Timeless Success Principles

8tobegreatOne more point about Barack Obama’s inauguration address, in relation to success. He talked about the “values upon which our success depends,” and HARD WORK was the first value he mentioned. Yes, whether we want to succeed as a country, a company, or an individual, it takes hard work. In my interviews with more than 500 successful people, WORK and passion were at the top of the list. Martha Stewart said to me, “I’m a real hard worker. I work, and work, and work, all the time.” And this is nothing new. About 500 years before Martha, the great artist Michelangelo said, “If people knew how hard I worked to get my mastery, it wouldn’t seem so wonderful after all.”

Throughout history, all Eight Success Principles: Passion, Work, Focus, Push, Ideas, Improve, Serve, and Persist have been the most important factors for success, from Michelangelo in the 16th century, to Martha in the 21st century. Sure, people will keep looking for the latest trendy “secret” to success, but in the end it all boils down to these timeless principles. As Obama said when he talked about values like hard work, “…these things are old. These things are true.” And America’s success depends on “a return to these truths.” 

23 thoughts on “Timeless Success Principles

  1. To be selfless is also to be a good listener. It is obvious that both Obama and you have listened well and heard from those that have spoken to that core value of importance. “We” is so much stronger than “I”.

  2. To be selfless is also to be a good listener. It is obvious that both Obama and you have listened well and heard from those that have spoken to that core value of importance. “We” is so much stronger than “I”.

  3. Hello,

    Thank you for the interest you gave to my post , I’m really impressed by your modesty. By the way I see that all successful people have this feature.

    I want to say that I was completely shocked when I first saw your videos and read some parts of your book on Google books, because some of its ideas corresponded exactly to notes I wrote during the 3 years of college when I was trying to improve at mathematics.
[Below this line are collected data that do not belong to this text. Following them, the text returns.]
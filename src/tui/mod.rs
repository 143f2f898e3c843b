//! TUI module for the interactive chat using Ratatui.

pub mod app;
pub mod events;
pub mod handler;
pub mod ui;

pub use handler::run_tui_repl;
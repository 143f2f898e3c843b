use std::{
    collections::HashMap,
    env,
    fs,
    io::{BufRead, BufReader},
    path::PathBuf,
    time::Duration,
};

use directories::BaseDirs;

#[derive(Debug, Clone)]
pub struct Config {
    inner: HashMap<String, String>,
    pub config_path: PathBuf,
}

impl Config {
    pub fn load() -> Self {
        let mut map = default_map();
        let config_path = default_config_path();

        // Read .vizchatrc if exists
        if config_path.exists() {
            if let Ok(file) = fs::File::open(&config_path) {
                let reader = BufReader::new(file);
                let text: Vec<String> = reader.lines().map_while(Result::ok).collect();
                merge_rc(&mut map, &text.join("\n"));
            }
        }

        // Overlay environment variables (take precedence)
        for (k, v) in env::vars() {
            if is_config_key(&k) {
                map.insert(k, v);
            }
        }

        Self { inner: map, config_path }
    }

    /// Defaults plus the given rc-file text, without touching the environment.
    pub fn from_rc_str(text: &str) -> Self {
        let mut map = default_map();
        merge_rc(&mut map, text);
        Self { inner: map, config_path: default_config_path() }
    }

    pub fn get(&self, key: &str) -> Option<String> {
        self.inner.get(key).filter(|v| !v.is_empty()).cloned()
    }

    /// CLI flags land here so every later lookup sees them.
    pub fn set(&mut self, key: &str, value: impl Into<String>) {
        self.inner.insert(key.to_string(), value.into());
    }

    pub fn get_bool(&self, key: &str) -> bool {
        self.get(key)
            .map(|v| v.eq_ignore_ascii_case("true"))
            .unwrap_or(false)
    }

    pub fn get_u64(&self, key: &str) -> Option<u64> {
        self.get(key).and_then(|v| v.trim().parse::<u64>().ok())
    }

    pub fn get_path(&self, key: &str) -> Option<PathBuf> {
        self.get(key).map(PathBuf::from)
    }

    /// `None` when the value is missing or zero.
    pub fn get_secs(&self, key: &str) -> Option<Duration> {
        self.get_u64(key).filter(|s| *s > 0).map(Duration::from_secs)
    }

    pub fn roles_path(&self) -> PathBuf {
        self.get_path("ROLE_STORAGE_PATH")
            .unwrap_or_else(|| app_config_dir().join("roles"))
    }

    pub fn chart_output_path(&self) -> PathBuf {
        self.get_path("CHART_OUTPUT_PATH")
            .unwrap_or_else(|| app_temp_dir().join("charts"))
    }

    pub fn log_file_path(&self) -> PathBuf {
        self.get_path("LOG_FILE")
            .unwrap_or_else(|| app_temp_dir().join("vizchat.log"))
    }
}

fn merge_rc(map: &mut HashMap<String, String>, text: &str) {
    for line in text.lines() {
        let line = line.trim();
        if line.is_empty() || line.starts_with('#') {
            continue;
        }
        if let Some((k, v)) = line.split_once('=') {
            map.insert(k.trim().to_string(), v.trim().to_string());
        }
    }
}

fn is_config_key(k: &str) -> bool {
    // Accept known keys or VIZCHAT_* for forward-compat
    const KEYS: &[&str] = &[
        "OPENAI_API_KEY",
        "API_BASE_URL",
        "REQUEST_TIMEOUT",
        "DEFAULT_MODEL",
        "MAX_TOKENS",
        "SYSTEM_PROMPT",
        "ROLE_STORAGE_PATH",
        "CHART_OUTPUT_PATH",
        "PYTHON_PATH",
        "EXEC_TIMEOUT",
        "EXEC_CPU_SECONDS",
        "EXEC_MEMORY_MB",
        "EXEC_WRAPPER",
        "HIDE_DATA_DUMP",
        "SEND_CHART_IMAGES",
        "PRETTIFY_MARKDOWN",
        "LOG_LEVEL",
        "LOG_FILE",
    ];

    KEYS.contains(&k) || k.starts_with("VIZCHAT_")
}

fn app_config_dir() -> PathBuf {
    let base = BaseDirs::new()
        .map(|b| b.config_dir().to_path_buf())
        .unwrap_or_else(|| PathBuf::from("~/.config"));
    base.join("vizchat")
}

fn app_temp_dir() -> PathBuf {
    env::temp_dir().join("vizchat")
}

fn default_config_path() -> PathBuf {
    app_config_dir().join(".vizchatrc")
}

fn default_map() -> HashMap<String, String> {
    let mut m = HashMap::new();
    // Paths
    let temp = app_temp_dir();
    m.insert(
        "ROLE_STORAGE_PATH".into(),
        app_config_dir().join("roles").to_string_lossy().into_owned(),
    );
    m.insert(
        "CHART_OUTPUT_PATH".into(),
        temp.join("charts").to_string_lossy().into_owned(),
    );
    m.insert(
        "LOG_FILE".into(),
        temp.join("vizchat.log").to_string_lossy().into_owned(),
    );

    // Numbers
    m.insert("REQUEST_TIMEOUT".into(), "0".into());
    m.insert("EXEC_TIMEOUT".into(), "30".into());
    m.insert("EXEC_CPU_SECONDS".into(), "20".into());
    m.insert("EXEC_MEMORY_MB".into(), "1024".into());

    // Strings
    m.insert("API_BASE_URL".into(), "http://localhost:11434".into());
    m.insert("DEFAULT_MODEL".into(), "llama3.2:1b".into());
    m.insert("PYTHON_PATH".into(), "auto".into());
    m.insert("LOG_LEVEL".into(), "warn".into());

    // Bools as strings
    m.insert("HIDE_DATA_DUMP".into(), "true".into());
    m.insert("SEND_CHART_IMAGES".into(), "false".into());
    m.insert("PRETTIFY_MARKDOWN".into(), "true".into());

    m
}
So I was astonished to see that even “Greats” use these ideas and that pushed me to trust all what you said in your book .

    After that I I seriously tried to understand the 8 principles, and practise them. More than that, I want these principles to be rooted in me, to be a part of me and my thinking. I think they should be in everything you do in life. So, during the last 6 months I have been using the principles in sports and mathematics.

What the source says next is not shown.